“Noi siamo quello che facciamo. Scrivere è stata una necessità: non potevo farne a meno, e allo stesso tempo mi ha rovinato la vita”. Non sappiamo se Georges Simenon abbia mai pronunciato una frase come questa, di certo non stupirebbe leggere di tale sentenza tra le pagine di una fedele biografia o di un documentario del padre del commissario Jules Maigret. Lo scrittore belga è, di fatto, uno dei più prolifici autori di tutti i tempi. Nel corso della sua vita si contano circa quattrocento romanzi, una media di due manoscritti al mese per decenni: un utilizzo della penna così creativo e, al contempo, sapiente è sì una dote, ma può facilmente lambire i confini della maledizione.
Qual è il segreto dietro una produzione così feconda e numerosa? Qualsiasi lettore appassionato del narratore nativo di Liegi si è posto, negli anni, questa domanda. In pochi, però, hanno tentato di offrire una risposta. Gianluca Barbera, attraverso il suo ultimo romanzo pubblicato da Alessandro Polidoro Editore, Se il diavolo, indaga le ragioni della scrittura fiume di Simenon e propone una fantasiosa e audace soluzione: il demonio.
Ed è proprio durante un appuntamento con i lettori che Simenon, chissà, forse sfibrato dai risvolti di questo patto involontario stretto con la più malvagia delle entità, confessa: «Il diavolo l’ho incontrato!». L’artefice dell’incontro – nella ricostruzione dei fatti immaginata da Barbera – è un paziente di un manicomio a Saint-Nicolas, situato nei pressi dell’abitazione dei genitori. «Qui dentro ci tengo chiuso il diavolo. L’ho catturato in mezzo ai sassi. Lo vuoi vedere?», confessa all’autore. «Georges disse la voce… conosceva il mio nome, e già questo mi spaventò… Georges, so cosa sogni… Diventerai il più grande di tutti, diventerai un Dio in terra, ma in cambio…».
In cambio, Georges Simenon intraprende una vita che vuole farsi metafora del mestiere dello scrittore, un maleficio che lo condanna a trasformare ogni cosa in parola: «Io ti condanno, come Mida. Ma invece dell’oro, tramuterai ogni cosa in parola. E ogni parola sarà scritta col sangue. Per ogni libro che scriverai, e ne scriverai moltissimi, qualcuno morirà». E, così, agli avvenimenti che animano i libri del romanziere corrispondono accadimenti che presentano tantissimi punti di contatto con le vicende raccontate.

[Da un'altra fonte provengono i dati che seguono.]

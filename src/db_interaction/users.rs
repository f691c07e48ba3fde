use std::{error::Error, fmt::Debug};

use anyhow::Context;
use diesel::{Connection, ExpressionMethods, QueryDsl, QueryResult, RunQueryDsl};
use thiserror::Error;
use uuid::Uuid;

use crate::{models::{User, UserRecord}, schema::users, telemetry::spawn_blocking_with_tracing, utils::{error_fmt_chain, DbConnection}};

#[tracing::instrument(
    "Getting all users from db",
    skip_all
)]
pub async fn get_all_users(
    mut conn: DbConnection
) -> Result<Vec<UserRecord>, anyhow::Error>{
    let res = spawn_blocking_with_tracing(move || {
        users::table
            .select((users::id, users::name, users::email, users::role))
            .load::<UserRecord>(&mut conn)
            .context("Failed to load users")
    })
    .await
    .context("Failed due to threadpool error")??;

    Ok(res)
}

#[tracing::instrument(
    "Getting user by email from db",
    skip(conn)
)]
pub async fn get_user_by_email(
    mut conn: DbConnection,
    email: String
) -> Result<Option<User>, anyhow::Error>{
    let res: QueryResult<User> = spawn_blocking_with_tracing(move || {
        users::table
            .filter(users::email.eq(email))
            .get_result::<User>(&mut conn)
    })
    .await
    .context("Failed due to threadpool error")?;

    match res {
        Ok(user) => Ok(Some(user)),
        Err(diesel::result::Error::NotFound) => Ok(None),
        Err(e) => Err(e).context("Failed to query user by email")
    }
}

#[derive(Error)]
pub enum UserInsertError{
    #[error("email is already registered")]
    EmailNotUnique(#[source] anyhow::Error),
    #[error("unexpected database error occured")]
    UnexpectedError(#[from] anyhow::Error)
}

impl Debug for UserInsertError {
    fn fmt(&self, f: &mut std::fmt::Formatter<'_>) -> std::fmt::Result {
        write!(f, "{}", self)?;
        error_fmt_chain(f, &self.source())
    }
}

#[tracing::instrument(
    "Inserting user into db",
    skip_all
)]
pub async fn insert_user(
    mut conn: DbConnection,
    user: User
) -> Result<UserRecord, UserInsertError>{
    let record = UserRecord::from(user.clone());

    spawn_blocking_with_tracing(move || {
        diesel::insert_into(users::table)
            .values(user)
            .execute(&mut conn)
            .map_err(|e| {
                match e {
                    diesel::result::Error::DatabaseError(
                        diesel::result::DatabaseErrorKind::UniqueViolation,
                        info
                    ) => UserInsertError::EmailNotUnique(anyhow::anyhow!(info.message().to_string())),
                    other => UserInsertError::UnexpectedError(
                        anyhow::Error::from(other).context("Failed to insert user")
                    )
                }
            })
    })
    .await
    .context("Failed due to threadpool error")
    .map_err(UserInsertError::UnexpectedError)??;

    Ok(record)
}

#[derive(Error)]
pub enum UserDeleteError{
    #[error("user not found")]
    NotFound,
    #[error("admin users cannot be deleted")]
    AdminRole,
    #[error("unexpected database error occured")]
    UnexpectedError(#[from] anyhow::Error)
}

impl Debug for UserDeleteError {
    fn fmt(&self, f: &mut std::fmt::Formatter<'_>) -> std::fmt::Result {
        write!(f, "{}", self)?;
        error_fmt_chain(f, &self.source())
    }
}

impl From<diesel::result::Error> for UserDeleteError {
    fn from(e: diesel::result::Error) -> Self {
        UserDeleteError::UnexpectedError(anyhow::Error::from(e))
    }
}

// Role check and delete run in one transaction so the target cannot be
// promoted between the two statements.
#[tracing::instrument(
    "Deleting user from db",
    skip(conn)
)]
pub async fn delete_user(
    mut conn: DbConnection,
    user_id: Uuid
) -> Result<(), UserDeleteError>{
    spawn_blocking_with_tracing(move || {
        conn.transaction::<_, UserDeleteError, _>(|conn| {
            let role: String = users::table
                .filter(users::id.eq(user_id))
                .select(users::role)
                .get_result(conn)
                .map_err(|e| {
                    match e {
                        diesel::result::Error::NotFound => UserDeleteError::NotFound,
                        other => UserDeleteError::UnexpectedError(
                            anyhow::Error::from(other).context("Failed to look up user role")
                        )
                    }
                })?;

            if role == "admin" {
                return Err(UserDeleteError::AdminRole)
            }

            diesel::delete(users::table.filter(users::id.eq(user_id)))
                .execute(conn)
                .map_err(|e| UserDeleteError::UnexpectedError(
                    anyhow::Error::from(e).context("Failed to delete user")
                ))?;

            Ok(())
        })
    })
    .await
    .context("Failed due to threadpool error")
    .map_err(UserDeleteError::UnexpectedError)??;

    Ok(())
}
pub mod auth;
pub mod configuration;
pub mod db_interaction;
pub mod domain;
pub mod envelope;
pub mod models;
pub mod password;
pub mod routes;
pub mod schema;
pub mod startup;
pub mod telemetry;
pub mod utils;
use anyhow::Context;
use diesel::{Connection, ExpressionMethods, QueryDsl, RunQueryDsl};
use uuid::Uuid;

use crate::{models::{ProductSupplier, Supplier}, schema::{product_suppliers, products, suppliers}, telemetry::spawn_blocking_with_tracing, utils::DbConnection};

#[tracing::instrument(
    "Getting all suppliers from db",
    skip_all
)]
pub async fn get_all_suppliers(
    mut conn: DbConnection
) -> Result<Vec<Supplier>, anyhow::Error>{
    let res = spawn_blocking_with_tracing(move || {
        suppliers::table
            .order(suppliers::name.asc())
            .load::<Supplier>(&mut conn)
            .context("Failed to load suppliers")
    })
    .await
    .context("Failed due to threadpool error")??;

    Ok(res)
}

// Supplier insert plus its product links in one transaction. Links to
// product ids that do not exist are skipped, duplicate links ignored.
#[tracing::instrument(
    "Creating supplier and product links in db",
    skip_all
)]
pub async fn insert_supplier_with_links(
    mut conn: DbConnection,
    supplier: Supplier,
    product_ids: Vec<Uuid>
) -> Result<Uuid, anyhow::Error>{
    let supplier_id = supplier.id;

    spawn_blocking_with_tracing(move || {
        conn.transaction::<_, anyhow::Error, _>(|conn| {
            diesel::insert_into(suppliers::table)
                .values(&supplier)
                .execute(conn)
                .context("Failed to insert supplier")?;

            if !product_ids.is_empty() {
                let known_ids: Vec<Uuid> = products::table
                    .filter(products::id.eq_any(&product_ids))
                    .select(products::id)
                    .load(conn)
                    .context("Failed to resolve product ids for linking")?;

                let links: Vec<ProductSupplier> = known_ids
                    .into_iter()
                    .map(|product_id| ProductSupplier{
                        product_id,
                        supplier_id: supplier.id
                    })
                    .collect();

                diesel::insert_into(product_suppliers::table)
                    .values(links)
                    .on_conflict_do_nothing()
                    .execute(conn)
                    .context("Failed to link products to supplier")?;
            }

            Ok(())
        })
    })
    .await
    .context("Failed due to threadpool error")??;

    Ok(supplier_id)
}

Giocando con una forma romanzo che si mescola agli elementi del giallo proprio dello scrittore belga, Se il diavolo ripercorre le tappe della vita di Simenon a partire proprio dalla prima apparizione del suo celebre commissario, scorrendo – con grande facilità – verso il centro nevralgico della propria carriera, verso quella fama mondiale che presto gli riconobbe il mondo intero.
Celebre per la straordinaria caratterizzazione dei personaggi e uno stile narrativo inconfondibile, Simenon – tra le pagine di Barbera – si imbatte in una serie di casi che sembrano seguire in maniera inquietante la trama dei suoi racconti, intrecciando la realtà con la prosa, la storia con l’immaginazione dell’autore. Le morti aumentano proprio come profetizzato dal diavolo e la soluzione del giallo non sembra di così facile intuizione come per Maigret.
Al di là di ogni espediente narrativo, però, c’è tanto, tantissimo di Simenon nel romanzo di Barbera: il rapporto turbolento con i lettori, i propri demoni, l’alcool, il sesso occasionale, la scrittura stessa. Per decenni, Georges Simenon si scola senza sosta bottiglie di brandy e scrive. Ultimato un romanzo, va a caccia di avventure, poi torna ai tasti della sua Royal. Ciò che ne viene fuori è una biografia immaginaria che trova nei suoi tratti esoterici qualcosa di misteriosamente reale. Una lettura piacevole che ben inaugura la nuova collana Interzona proposta dalla casa editrice napoletana e diretta da Orazio Labbate.